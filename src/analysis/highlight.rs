//! Inline entity highlighting.
//!
//! Splits a document into alternating plain and entity segments so the UI
//! can render the text with entity spans visually badged in place.  The
//! segments concatenate back to the exact original document.

use crate::nlp::{Entity, EntityLabel};

/// One run of document text, either plain or covered by an entity span.
#[derive(Debug, Clone, PartialEq, Eq)]
pub struct HighlightSegment {
    pub text: String,
    /// `Some(label)` when this run is an entity span.
    pub entity: Option<EntityLabel>,
}

/// Split `text` into highlight segments for the given entities.
///
/// Entities are taken in document order; a span that overlaps an earlier
/// one is skipped (the recognizer promises non-overlapping spans, but a
/// skipped span is better than a double-rendered byte range).  Spans with
/// offsets that do not slice cleanly are likewise skipped.
pub fn segments(text: &str, entities: &[Entity]) -> Vec<HighlightSegment> {
    let mut ordered: Vec<&Entity> = entities.iter().collect();
    ordered.sort_by_key(|e| e.start);

    let mut out = Vec::new();
    let mut cursor = 0;

    for entity in ordered {
        if entity.start < cursor || entity.end > text.len() || entity.start >= entity.end {
            continue;
        }

        let Some(span) = text.get(entity.start..entity.end) else {
            continue;
        };

        if entity.start > cursor {
            if let Some(plain) = text.get(cursor..entity.start) {
                out.push(HighlightSegment {
                    text: plain.to_string(),
                    entity: None,
                });
            }
        }

        out.push(HighlightSegment {
            text: span.to_string(),
            entity: Some(entity.label.clone()),
        });
        cursor = entity.end;
    }

    if cursor < text.len() {
        out.push(HighlightSegment {
            text: text[cursor..].to_string(),
            entity: None,
        });
    }

    out
}

// ---------------------------------------------------------------------------
// Tests
// ---------------------------------------------------------------------------

#[cfg(test)]
mod tests {
    use super::*;

    fn entity(text: &str, label: EntityLabel, start: usize) -> Entity {
        Entity {
            text: text.into(),
            label,
            start,
            end: start + text.len(),
        }
    }

    fn rebuilt(segments: &[HighlightSegment]) -> String {
        segments.iter().map(|s| s.text.as_str()).collect()
    }

    #[test]
    fn no_entities_is_one_plain_segment() {
        let segs = segments("just plain text", &[]);
        assert_eq!(segs.len(), 1);
        assert_eq!(segs[0].text, "just plain text");
        assert!(segs[0].entity.is_none());
    }

    #[test]
    fn entity_in_the_middle_splits_three_ways() {
        let text = "Detective Samuel Hart investigates";
        let segs = segments(
            text,
            &[entity("Samuel Hart", EntityLabel::Person, 10)],
        );

        assert_eq!(segs.len(), 3);
        assert_eq!(segs[0].text, "Detective ");
        assert_eq!(segs[1].text, "Samuel Hart");
        assert_eq!(segs[1].entity, Some(EntityLabel::Person));
        assert_eq!(segs[2].text, " investigates");
        assert_eq!(rebuilt(&segs), text);
    }

    #[test]
    fn entity_at_start_and_end() {
        let text = "Hart went to Brooklyn";
        let segs = segments(
            text,
            &[
                entity("Hart", EntityLabel::Person, 0),
                entity("Brooklyn", EntityLabel::Location, 13),
            ],
        );

        assert_eq!(segs.len(), 3);
        assert_eq!(segs[0].entity, Some(EntityLabel::Person));
        assert_eq!(segs[2].entity, Some(EntityLabel::Location));
        assert_eq!(rebuilt(&segs), text);
    }

    #[test]
    fn adjacent_entities_have_no_gap_segment() {
        let text = "NewYork";
        let segs = segments(
            text,
            &[
                entity("New", EntityLabel::Location, 0),
                entity("York", EntityLabel::Location, 3),
            ],
        );

        assert_eq!(segs.len(), 2);
        assert!(segs.iter().all(|s| s.entity.is_some()));
        assert_eq!(rebuilt(&segs), text);
    }

    #[test]
    fn overlapping_span_is_skipped() {
        let text = "Samuel Hart";
        let segs = segments(
            text,
            &[
                entity("Samuel Hart", EntityLabel::Person, 0),
                entity("Hart", EntityLabel::Person, 7),
            ],
        );

        assert_eq!(segs.len(), 1);
        assert_eq!(rebuilt(&segs), text);
    }

    #[test]
    fn out_of_range_span_is_skipped() {
        let text = "short";
        let segs = segments(text, &[entity("beyond", EntityLabel::Misc, 100)]);
        assert_eq!(segs.len(), 1);
        assert_eq!(rebuilt(&segs), text);
    }

    /// Unsorted input still renders in document order.
    #[test]
    fn entities_are_sorted_by_position() {
        let text = "Hart in Brooklyn";
        let segs = segments(
            text,
            &[
                entity("Brooklyn", EntityLabel::Location, 8),
                entity("Hart", EntityLabel::Person, 0),
            ],
        );

        assert_eq!(segs[0].entity, Some(EntityLabel::Person));
        assert_eq!(rebuilt(&segs), text);
    }
}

══════════════════════════════

• [Instructions for the task] Could you filter the entries above for lines holding the string "HighlightSegment" and copy them?

• [Response]
pub struct HighlightSegment {
pub fn segments(text: &str, entities: &[Entity]) -> Vec<HighlightSegment> {
                out.push(HighlightSegment {
        out.push(HighlightSegment {
        out.push(HighlightSegment {
    fn rebuilt(segments: &[HighlightSegment]) -> String {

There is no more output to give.